Wednesday, October 20, 2021

James S. Maher's 1923 Arts & Crafts Style 401 West 14th Street


Despite having permanently stormed off to England with his family in 1891, William Waldorf Astor continued to control his vast real estate holdings in New York City.  He had inherited a significant amount of property in the west side area, including the long northern blockfront from Ninth to Tenth Avenue.

Astor died on October 18, 1919.  His estate soon began liquidating the Manhattan holdings and on November 25, 1922 the Real Estate Record & Guide reported, "Estate of William Waldorf Astor sold twenty parcels in West Forty-fifth Street and also a Ninth Avenue and Fourteenth Street corner to operators."  The buyers of the Chelsea corner were James S. Maher and John J. Gillen.  

Maher had started out as a builder in the construction firm founded by his father, John Maher.  But around 1899 he added architect to his resume, opening his own practice and designing several industrial buildings in the West Side market district.  He frequently partnered with developer John J. Gillen on projects.

The old buildings on this parcel--401 and 403 West 14th Street and 47 through 59 Ninth Avenue--were demolished.  In their place Maher designed what the Department of Buildings described as a "three-story storage building."  Seemingly as much glass as masonry, Maher's Arts & Crafts style structure must have seemed ultra-modern among its red brick Victorian neighbors.

The use of steel framing allowed for vast expanses of glass that flooded the interior with daylight.  Maher gave interest to what might have been an unexciting rectangular box by placing tall parapets at the corners.  The minimal decoration took the form of brick-framed stucco panels and terra cotta diamonds.

The new building sat within the Gansevoort Market district, established by the city in 1884.  Like all the buildings, 401 West 14th Street would be home to wholesale food merchants.  Upon its completion, George Cook Poultry Corp., dealers in "dressed poultry," moved in. 

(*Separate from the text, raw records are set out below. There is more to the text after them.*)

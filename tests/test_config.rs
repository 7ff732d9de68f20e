use swarm_shooter::config::GameConfig;
use swarm_shooter::entities::Tint;
use swarm_shooter::error::ConfigError;

// ── Defaults ──────────────────────────────────────────────────────────────────

#[test]
fn defaults_are_valid() {
    let config = GameConfig::default();
    assert_eq!(config.validate(), Ok(()));
    assert_eq!(config.swarm.rows, 4);
    assert_eq!(config.swarm.columns, 10);
    assert_eq!(config.arena.width, 800.0);
    assert_eq!(config.swarm.cooldown().as_millis(), 1000);
    assert_eq!(config.swarm.fire_chance, 1.0);
}

#[test]
fn grid_width_counts_units_and_gaps() {
    let config = GameConfig::default();
    assert_eq!(config.swarm.grid_width(), 580.0);
}

// ── TOML parsing ──────────────────────────────────────────────────────────────

#[test]
fn partial_toml_keeps_other_defaults() {
    let text = r#"
        [arena]
        width = 1024.0

        [swarm]
        rows = 5
        fire_chance = 0.25

        [swarm.missile]
        tint = "red"
    "#;
    let config = GameConfig::from_toml(text, "inline").unwrap();
    assert_eq!(config.arena.width, 1024.0);
    assert_eq!(config.arena.height, 600.0);
    assert_eq!(config.swarm.rows, 5);
    assert_eq!(config.swarm.columns, 10);
    assert_eq!(config.swarm.fire_chance, 0.25);
    assert_eq!(config.swarm.missile.tint, Tint::Red);
    assert_eq!(config.swarm.missile.speed, 3.0);
    assert!(config.validate().is_ok());
}

#[test]
fn empty_toml_is_default() {
    let config = GameConfig::from_toml("", "inline").unwrap();
    assert_eq!(config, GameConfig::default());
}

#[test]
fn unknown_tint_is_parse_error() {
    let result = GameConfig::from_toml("[swarm]\nunit_tint = \"mauve\"\n", "bad.toml");
    match result {
        Err(ConfigError::Parse { path, .. }) => assert_eq!(path, "bad.toml"),
        other => panic!("expected parse error, got {:?}", other),
    }
}

#[test]
fn missing_file_is_io_error() {
    let result = GameConfig::load("/definitely/not/here/swarm.toml");
    assert!(matches!(result, Err(ConfigError::Io { .. })));
}

// ── Validation ────────────────────────────────────────────────────────────────

#[test]
fn zero_columns_rejected() {
    let mut config = GameConfig::default();
    config.swarm.columns = 0;
    assert_eq!(
        config.validate(),
        Err(ConfigError::ZeroDimension {
            name: "swarm.columns"
        })
    );
}

#[test]
fn zero_unit_width_rejected() {
    let mut config = GameConfig::default();
    config.swarm.unit_width = 0.0;
    assert_eq!(
        config.validate(),
        Err(ConfigError::ZeroDimension {
            name: "swarm.unit_width"
        })
    );
}

#[test]
fn negative_descent_rejected() {
    let mut config = GameConfig::default();
    config.swarm.descent_rate = -0.1;
    assert!(matches!(
        config.validate(),
        Err(ConfigError::OutOfRange {
            name: "swarm.descent_rate",
            ..
        })
    ));
}

#[test]
fn fire_chance_above_one_rejected() {
    let mut config = GameConfig::default();
    config.swarm.fire_chance = 1.5;
    assert!(matches!(
        config.validate(),
        Err(ConfigError::OutOfRange {
            name: "swarm.fire_chance",
            ..
        })
    ));
}

#[test]
fn inverted_spark_range_rejected() {
    let mut config = GameConfig::default();
    config.swarm.spark_count_min = 50;
    assert!(matches!(
        config.validate(),
        Err(ConfigError::OutOfRange {
            name: "swarm.spark_count_min",
            ..
        })
    ));
}

#[test]
fn gutter_swallowing_arena_rejected() {
    let mut config = GameConfig::default();
    config.arena.gutter = 400.0;
    assert!(matches!(
        config.validate(),
        Err(ConfigError::OutOfRange {
            name: "arena.gutter",
            ..
        })
    ));
}

#[test]
fn grid_wider_than_arena_rejected() {
    let mut config = GameConfig::default();
    config.swarm.columns = 20;
    assert_eq!(
        config.validate(),
        Err(ConfigError::GridTooWide {
            grid_width: 1180.0,
            arena_width: 780.0,
        })
    );
}

#[test]
fn nan_top_offset_rejected() {
    let mut config = GameConfig::default();
    config.swarm.top_offset = f32::NAN;
    assert!(matches!(
        config.validate(),
        Err(ConfigError::OutOfRange {
            name: "swarm.top_offset",
            ..
        })
    ));
}

#[test]
fn negative_top_offset_rejected() {
    let mut config = GameConfig::default();
    config.swarm.top_offset = -10.0;
    assert!(matches!(
        config.validate(),
        Err(ConfigError::OutOfRange {
            name: "swarm.top_offset",
            ..
        })
    ));
}

#[test]
fn grid_bottom_counts_rows_and_gaps() {
    // 50 + 3 * (40 + 20) + 20
    assert_eq!(GameConfig::default().swarm.grid_bottom(), 250.0);
}

#[test]
fn grid_below_floor_rejected() {
    let mut config = GameConfig::default();
    config.swarm.top_offset = 5000.0;
    assert_eq!(
        config.validate(),
        Err(ConfigError::GridTooTall {
            grid_bottom: 5200.0,
            arena_height: 600.0,
        })
    );
}

#[test]
fn grid_touching_floor_rejected() {
    let mut config = GameConfig::default();
    config.arena.height = 250.0;
    assert!(matches!(
        config.validate(),
        Err(ConfigError::GridTooTall { .. })
    ));
    config.arena.height = 251.0;
    assert!(config.validate().is_ok());
}

#[test]
fn errors_describe_the_offending_key() {
    let err = ConfigError::ZeroDimension { name: "swarm.rows" };
    assert!(err.to_string().contains("swarm.rows"));

    let err = ConfigError::OutOfRange {
        name: "swarm.fire_chance",
        value: 1.5,
        expected: "[0, 1]",
    };
    let message = err.to_string();
    assert!(message.contains("swarm.fire_chance"));
    assert!(message.contains("1.5"));
}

Sharing the building by the early 1930's was the butcher operation of Charles Wissmann Company.  The firm had been founded in 1906 by brothers Charles and Louis Wissman.

The large scope of the George Cook Poultry Corp. was evidenced upon George Cook, Sr.'s death in 1943.  His estate was valued at around $4.5 million in today's dollars and George, Jr., who had been in business with his father for decades, received the equivalent of nearly $2 million in company stock.

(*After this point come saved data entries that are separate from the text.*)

pub mod audio;
pub mod config;
pub mod constants;
pub mod entities;
pub mod error;
pub mod events;
pub mod input;
pub mod pool;
pub mod render;
pub mod score;
pub mod swarm;
pub mod timer;
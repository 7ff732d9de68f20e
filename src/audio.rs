//! Fire-and-forget audio seam.
//!
//! Implementations must swallow their own failures: the swarm never learns
//! whether a sound actually played.

use std::io::Write;

use crate::entities::SoundEffect;

pub trait AudioSink {
    fn play(&mut self, effect: SoundEffect);
}

/// Plays nothing.
#[derive(Debug, Default, Clone, Copy)]
pub struct SilentAudio;

impl AudioSink for SilentAudio {
    fn play(&mut self, _effect: SoundEffect) {}
}

/// Rings the terminal bell for destruction effects.  Shots are too frequent
/// to ring for, so they stay silent.
#[derive(Debug, Default, Clone, Copy)]
pub struct TerminalBell;

impl AudioSink for TerminalBell {
    fn play(&mut self, effect: SoundEffect) {
        if effect == SoundEffect::EnemyFired {
            return;
        }
        let mut err = std::io::stderr();
        if err.write_all(b"\x07").and_then(|_| err.flush()).is_err() {
            tracing::trace!(effect = effect.name(), "terminal bell unavailable");
        }
    }
}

The 1960's saw the New York Loin Corp. and Joseph Kenney meat purveyors in the building.  On May 20, 1968 New York Magazine wrote, "Behind some of those 19th-century facades in the Gansevoort Meat Market (in the West 14th Street area) you'll find a relatively new kind of veal, called plume de veau."  The article said that until 1960 "New York's finest restaurants ordered their mild-fed veal from Europe, but today Joseph Kenney, 401 West 14th Street, supplies almost all of New York's notable restaurants with plume de veau."

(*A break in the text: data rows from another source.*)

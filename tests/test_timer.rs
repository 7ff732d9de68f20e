use std::time::Duration;

use swarm_shooter::timer::TimerQueue;

fn ms(n: u64) -> Duration {
    Duration::from_millis(n)
}

// ── schedule / advance ────────────────────────────────────────────────────────

#[test]
fn task_is_not_due_before_its_delay() {
    let mut timers = TimerQueue::new();
    timers.schedule(ms(100), "reset");
    assert!(timers.advance(ms(99)).is_empty());
    assert_eq!(timers.pending(), 1);
}

#[test]
fn task_is_due_exactly_at_its_delay() {
    let mut timers = TimerQueue::new();
    timers.schedule(ms(100), "reset");
    timers.advance(ms(99));
    assert_eq!(timers.advance(ms(1)), vec!["reset"]);
    assert_eq!(timers.pending(), 0);
}

#[test]
fn due_tasks_come_back_earliest_first() {
    let mut timers = TimerQueue::new();
    timers.schedule(ms(30), 3);
    timers.schedule(ms(10), 1);
    timers.schedule(ms(20), 2);
    assert_eq!(timers.advance(ms(50)), vec![1, 2, 3]);
}

#[test]
fn equal_due_times_keep_scheduling_order() {
    let mut timers = TimerQueue::new();
    for i in 0..5 {
        timers.schedule(ms(10), i);
    }
    assert_eq!(timers.advance(ms(10)), vec![0, 1, 2, 3, 4]);
}

#[test]
fn delay_is_relative_to_current_clock() {
    let mut timers = TimerQueue::new();
    timers.advance(ms(500));
    timers.schedule(ms(100), "late");
    assert_eq!(timers.now(), ms(500));
    assert!(timers.advance(ms(50)).is_empty());
    assert_eq!(timers.advance(ms(50)), vec!["late"]);
}

#[test]
fn task_fires_only_once() {
    let mut timers = TimerQueue::new();
    timers.schedule(ms(1), ());
    assert_eq!(timers.advance(ms(5)).len(), 1);
    assert!(timers.advance(ms(5)).is_empty());
}

// ── cancel / clear ────────────────────────────────────────────────────────────

#[test]
fn cancelled_task_never_fires() {
    let mut timers = TimerQueue::new();
    let keep = timers.schedule(ms(10), "keep");
    let drop = timers.schedule(ms(10), "drop");
    assert!(timers.cancel(drop));
    assert!(!timers.cancel(drop));
    assert_eq!(timers.pending(), 1);
    assert_eq!(timers.advance(ms(10)), vec!["keep"]);
    assert!(!timers.cancel(keep));
}

#[test]
fn clear_drops_everything_and_keeps_clock() {
    let mut timers = TimerQueue::new();
    timers.schedule(ms(10), 1);
    timers.schedule(ms(20), 2);
    timers.advance(ms(5));
    timers.clear();
    assert_eq!(timers.pending(), 0);
    assert_eq!(timers.now(), ms(5));
    assert!(timers.advance(ms(100)).is_empty());
}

Joseph Kenney posed with his staff (and a lamb carcass) in 401 West 14th Street in 1968.  New York Magazine, May 20, 1968.

After decades of housing only wholesale dealers, around 1975 Frankie's Meat & Food Warehouse opened in 401 West 14th Street.  Consumers willing to travel to the gritty area and to buy in bulk were rewarded with bargain meat prices.  In December 1978, for instance, a 15-pound bag of chicken legs sold for 59 cents per pound.  

Frankie's Meat & Food Warehouse was a destination spot for years.  It was replaced around 1991 by Western Beef, which advertised itself as "The Meat Supermarket."  And like Frankie's Meat & Food Warehouse, consumers traded the inconvenience of the location and the bulk-buying requirements for low prices.

By 1999 the Chelsea neighborhood was seeing change as beef and poultry firms were gradually being nudged out.  Markt opened in 401 West 14th Street in the last week of December 1998.  A week later The New York Times's food critic, Florence Fabricant, said it was located "in what is becoming a Belgian enclave, across the street from a Petite Abeille café and near Waterloo Brasserie."

The former meat market had received a drastic make-over.  Fabricant said, "Markt's look is all-brasserie, with dark wood, etched glass and vintage beer posters.  Mussels and other seafood, with frites, of course, are among the Belgian specialties on the menu, created by the French-trained Edward Pryor."  The dizzying wine menu listed 250 labels.

The first years of the 21st century saw the transformation of the former meat packing district nearly complete.  The first stage of the High Line park began in 2006.  That same year Apple, Inc. purchased the building.

The architectural firm of Cookfox was hired to renovate the abused structure.  Energy-efficient replacement windows were installed, terra cotta tiles and the stucco panels were repaired and cleaned.  According to the firm's website, "Several thousand damaged Hebron bricks were replaced with originals discovered in a Midwestern brickyard."  A new canopy of corrugated glass echoed the original corrugated metal roof over the old loading dock.